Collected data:
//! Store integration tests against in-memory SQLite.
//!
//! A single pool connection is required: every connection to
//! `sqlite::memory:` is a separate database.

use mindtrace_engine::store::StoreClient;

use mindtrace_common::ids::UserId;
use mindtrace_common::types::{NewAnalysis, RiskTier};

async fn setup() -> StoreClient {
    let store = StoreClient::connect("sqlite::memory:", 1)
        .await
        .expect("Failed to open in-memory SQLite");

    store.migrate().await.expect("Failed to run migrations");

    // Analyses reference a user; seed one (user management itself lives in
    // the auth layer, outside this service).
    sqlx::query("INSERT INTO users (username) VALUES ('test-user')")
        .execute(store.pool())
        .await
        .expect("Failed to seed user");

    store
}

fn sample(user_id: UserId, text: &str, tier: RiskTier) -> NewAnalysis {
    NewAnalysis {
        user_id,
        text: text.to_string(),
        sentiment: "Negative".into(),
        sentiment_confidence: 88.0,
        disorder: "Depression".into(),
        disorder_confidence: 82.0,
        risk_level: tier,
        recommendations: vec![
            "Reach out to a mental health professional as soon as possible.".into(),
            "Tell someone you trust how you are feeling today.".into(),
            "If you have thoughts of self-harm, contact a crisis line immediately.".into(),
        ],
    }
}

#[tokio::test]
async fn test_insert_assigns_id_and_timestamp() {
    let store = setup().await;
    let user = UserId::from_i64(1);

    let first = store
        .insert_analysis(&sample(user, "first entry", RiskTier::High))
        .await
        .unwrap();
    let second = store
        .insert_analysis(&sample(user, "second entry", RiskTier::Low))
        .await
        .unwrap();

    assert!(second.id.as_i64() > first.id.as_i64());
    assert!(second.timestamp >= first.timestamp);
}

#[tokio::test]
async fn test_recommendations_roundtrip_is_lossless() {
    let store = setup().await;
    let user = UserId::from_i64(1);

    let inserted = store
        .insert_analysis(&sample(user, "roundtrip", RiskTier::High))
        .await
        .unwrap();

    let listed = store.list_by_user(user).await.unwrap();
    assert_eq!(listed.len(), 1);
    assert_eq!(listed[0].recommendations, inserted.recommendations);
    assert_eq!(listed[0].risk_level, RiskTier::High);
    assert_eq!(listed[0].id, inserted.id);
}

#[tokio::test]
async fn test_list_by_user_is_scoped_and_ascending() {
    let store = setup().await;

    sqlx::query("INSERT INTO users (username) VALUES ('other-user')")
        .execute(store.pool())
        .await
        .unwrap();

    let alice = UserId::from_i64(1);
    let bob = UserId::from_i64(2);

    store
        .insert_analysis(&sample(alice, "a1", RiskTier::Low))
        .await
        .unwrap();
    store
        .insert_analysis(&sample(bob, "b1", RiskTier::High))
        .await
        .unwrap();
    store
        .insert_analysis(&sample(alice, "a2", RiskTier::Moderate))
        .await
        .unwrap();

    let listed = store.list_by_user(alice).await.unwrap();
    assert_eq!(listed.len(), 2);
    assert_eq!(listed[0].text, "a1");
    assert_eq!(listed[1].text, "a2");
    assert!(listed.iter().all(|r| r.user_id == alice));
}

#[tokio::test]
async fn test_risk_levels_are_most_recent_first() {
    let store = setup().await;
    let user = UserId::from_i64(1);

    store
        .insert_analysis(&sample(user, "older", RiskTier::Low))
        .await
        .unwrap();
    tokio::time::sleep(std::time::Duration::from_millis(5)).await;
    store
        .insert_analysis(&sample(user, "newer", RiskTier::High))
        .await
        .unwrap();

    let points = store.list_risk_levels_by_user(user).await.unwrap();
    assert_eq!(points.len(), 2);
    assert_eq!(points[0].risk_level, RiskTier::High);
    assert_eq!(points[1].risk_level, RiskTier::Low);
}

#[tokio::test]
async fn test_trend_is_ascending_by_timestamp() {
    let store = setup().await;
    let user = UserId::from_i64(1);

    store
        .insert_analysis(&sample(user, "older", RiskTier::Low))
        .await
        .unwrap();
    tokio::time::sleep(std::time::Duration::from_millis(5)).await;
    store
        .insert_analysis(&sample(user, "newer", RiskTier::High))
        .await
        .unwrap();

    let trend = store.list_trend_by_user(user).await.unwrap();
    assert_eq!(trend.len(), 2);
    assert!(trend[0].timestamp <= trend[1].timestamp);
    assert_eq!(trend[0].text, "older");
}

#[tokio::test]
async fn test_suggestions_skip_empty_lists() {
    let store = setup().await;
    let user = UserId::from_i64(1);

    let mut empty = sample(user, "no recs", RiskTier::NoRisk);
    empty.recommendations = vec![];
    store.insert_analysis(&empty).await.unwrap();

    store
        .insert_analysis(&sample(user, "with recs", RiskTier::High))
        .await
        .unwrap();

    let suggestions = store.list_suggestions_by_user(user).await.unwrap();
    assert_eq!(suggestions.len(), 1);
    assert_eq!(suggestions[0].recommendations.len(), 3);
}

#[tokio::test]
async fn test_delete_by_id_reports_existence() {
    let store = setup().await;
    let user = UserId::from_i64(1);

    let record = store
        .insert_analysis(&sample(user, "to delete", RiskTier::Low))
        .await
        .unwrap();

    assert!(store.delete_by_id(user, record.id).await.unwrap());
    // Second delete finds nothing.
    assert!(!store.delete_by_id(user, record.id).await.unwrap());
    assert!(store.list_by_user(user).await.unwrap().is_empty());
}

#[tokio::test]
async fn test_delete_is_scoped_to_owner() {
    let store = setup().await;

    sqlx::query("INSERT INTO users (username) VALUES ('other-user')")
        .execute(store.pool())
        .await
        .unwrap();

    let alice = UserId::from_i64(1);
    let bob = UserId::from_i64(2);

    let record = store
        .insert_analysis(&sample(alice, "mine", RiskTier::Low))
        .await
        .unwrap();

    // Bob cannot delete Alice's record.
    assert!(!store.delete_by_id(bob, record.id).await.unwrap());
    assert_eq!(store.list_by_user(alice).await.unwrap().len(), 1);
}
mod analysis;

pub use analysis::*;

[What to do] An acceptable answer repeats every entry exactly, with nothing omitted.

[Result for this task]
//! Store integration tests against in-memory SQLite.
//!
//! A single pool connection is required: every connection to
//! `sqlite::memory:` is a separate database.

use mindtrace_engine::store::StoreClient;

use mindtrace_common::ids::UserId;
use mindtrace_common::types::{NewAnalysis, RiskTier};

async fn setup() -> StoreClient {
    let store = StoreClient::connect("sqlite::memory:", 1)
        .await
        .expect("Failed to open in-memory SQLite");

    store.migrate().await.expect("Failed to run migrations");

    // Analyses reference a user; seed one (user management itself lives in
    // the auth layer, outside this service).
    sqlx::query("INSERT INTO users (username) VALUES ('test-user')")
        .execute(store.pool())
        .await
        .expect("Failed to seed user");

    store
}

fn sample(user_id: UserId, text: &str, tier: RiskTier) -> NewAnalysis {
    NewAnalysis {
        user_id,
        text: text.to_string(),
        sentiment: "Negative".into(),
        sentiment_confidence: 88.0,
        disorder: "Depression".into(),
        disorder_confidence: 82.0,
        risk_level: tier,
        recommendations: vec![
            "Reach out to a mental health professional as soon as possible.".into(),
            "Tell someone you trust how you are feeling today.".into(),
            "If you have thoughts of self-harm, contact a crisis line immediately.".into(),
        ],
    }
}

#[tokio::test]
async fn test_insert_assigns_id_and_timestamp() {
    let store = setup().await;
    let user = UserId::from_i64(1);

    let first = store
        .insert_analysis(&sample(user, "first entry", RiskTier::High))
        .await
        .unwrap();
    let second = store
        .insert_analysis(&sample(user, "second entry", RiskTier::Low))
        .await
        .unwrap();

    assert!(second.id.as_i64() > first.id.as_i64());
    assert!(second.timestamp >= first.timestamp);
}

#[tokio::test]
async fn test_recommendations_roundtrip_is_lossless() {
    let store = setup().await;
    let user = UserId::from_i64(1);

    let inserted = store
        .insert_analysis(&sample(user, "roundtrip", RiskTier::High))
        .await
        .unwrap();

    let listed = store.list_by_user(user).await.unwrap();
    assert_eq!(listed.len(), 1);
    assert_eq!(listed[0].recommendations, inserted.recommendations);
    assert_eq!(listed[0].risk_level, RiskTier::High);
    assert_eq!(listed[0].id, inserted.id);
}

#[tokio::test]
async fn test_list_by_user_is_scoped_and_ascending() {
    let store = setup().await;

    sqlx::query("INSERT INTO users (username) VALUES ('other-user')")
        .execute(store.pool())
        .await
        .unwrap();

    let alice = UserId::from_i64(1);
    let bob = UserId::from_i64(2);

    store
        .insert_analysis(&sample(alice, "a1", RiskTier::Low))
        .await
        .unwrap();
    store
        .insert_analysis(&sample(bob, "b1", RiskTier::High))
        .await
        .unwrap();
    store
        .insert_analysis(&sample(alice, "a2", RiskTier::Moderate))
        .await
        .unwrap();

    let listed = store.list_by_user(alice).await.unwrap();
    assert_eq!(listed.len(), 2);
    assert_eq!(listed[0].text, "a1");
    assert_eq!(listed[1].text, "a2");
    assert!(listed.iter().all(|r| r.user_id == alice));
}

#[tokio::test]
async fn test_risk_levels_are_most_recent_first() {
    let store = setup().await;
    let user = UserId::from_i64(1);

    store
        .insert_analysis(&sample(user, "older", RiskTier::Low))
        .await
        .unwrap();
    tokio::time::sleep(std::time::Duration::from_millis(5)).await;
    store
        .insert_analysis(&sample(user, "newer", RiskTier::High))
        .await
        .unwrap();

    let points = store.list_risk_levels_by_user(user).await.unwrap();
    assert_eq!(points.len(), 2);
    assert_eq!(points[0].risk_level, RiskTier::High);
    assert_eq!(points[1].risk_level, RiskTier::Low);
}

#[tokio::test]
async fn test_trend_is_ascending_by_timestamp() {
    let store = setup().await;
    let user = UserId::from_i64(1);

    store
        .insert_analysis(&sample(user, "older", RiskTier::Low))
        .await
        .unwrap();
    tokio::time::sleep(std::time::Duration::from_millis(5)).await;
    store
        .insert_analysis(&sample(user, "newer", RiskTier::High))
        .await
        .unwrap();

    let trend = store.list_trend_by_user(user).await.unwrap();
    assert_eq!(trend.len(), 2);
    assert!(trend[0].timestamp <= trend[1].timestamp);
    assert_eq!(trend[0].text, "older");
}

#[tokio::test]
async fn test_suggestions_skip_empty_lists() {
    let store = setup().await;
    let user = UserId::from_i64(1);

    let mut empty = sample(user, "no recs", RiskTier::NoRisk);
    empty.recommendations = vec![];
    store.insert_analysis(&empty).await.unwrap();

    store
        .insert_analysis(&sample(user, "with recs", RiskTier::High))
        .await
        .unwrap();

    let suggestions = store.list_suggestions_by_user(user).await.unwrap();
    assert_eq!(suggestions.len(), 1);
    assert_eq!(suggestions[0].recommendations.len(), 3);
}

#[tokio::test]
async fn test_delete_by_id_reports_existence() {
    let store = setup().await;
    let user = UserId::from_i64(1);

    let record = store
        .insert_analysis(&sample(user, "to delete", RiskTier::Low))
        .await
        .unwrap();

    assert!(store.delete_by_id(user, record.id).await.unwrap());
    // Second delete finds nothing.
    assert!(!store.delete_by_id(user, record.id).await.unwrap());
    assert!(store.list_by_user(user).await.unwrap().is_empty());
}

#[tokio::test]
async fn test_delete_is_scoped_to_owner() {
    let store = setup().await;

    sqlx::query("INSERT INTO users (username) VALUES ('other-user')")
        .execute(store.pool())
        .await
        .unwrap();

    let alice = UserId::from_i64(1);
    let bob = UserId::from_i64(2);

    let record = store
        .insert_analysis(&sample(alice, "mine", RiskTier::Low))
        .await
        .unwrap();

    // Bob cannot delete Alice's record.
    assert!(!store.delete_by_id(bob, record.id).await.unwrap());
    assert_eq!(store.list_by_user(alice).await.unwrap().len(), 1);
}
mod analysis;

pub use analysis::*;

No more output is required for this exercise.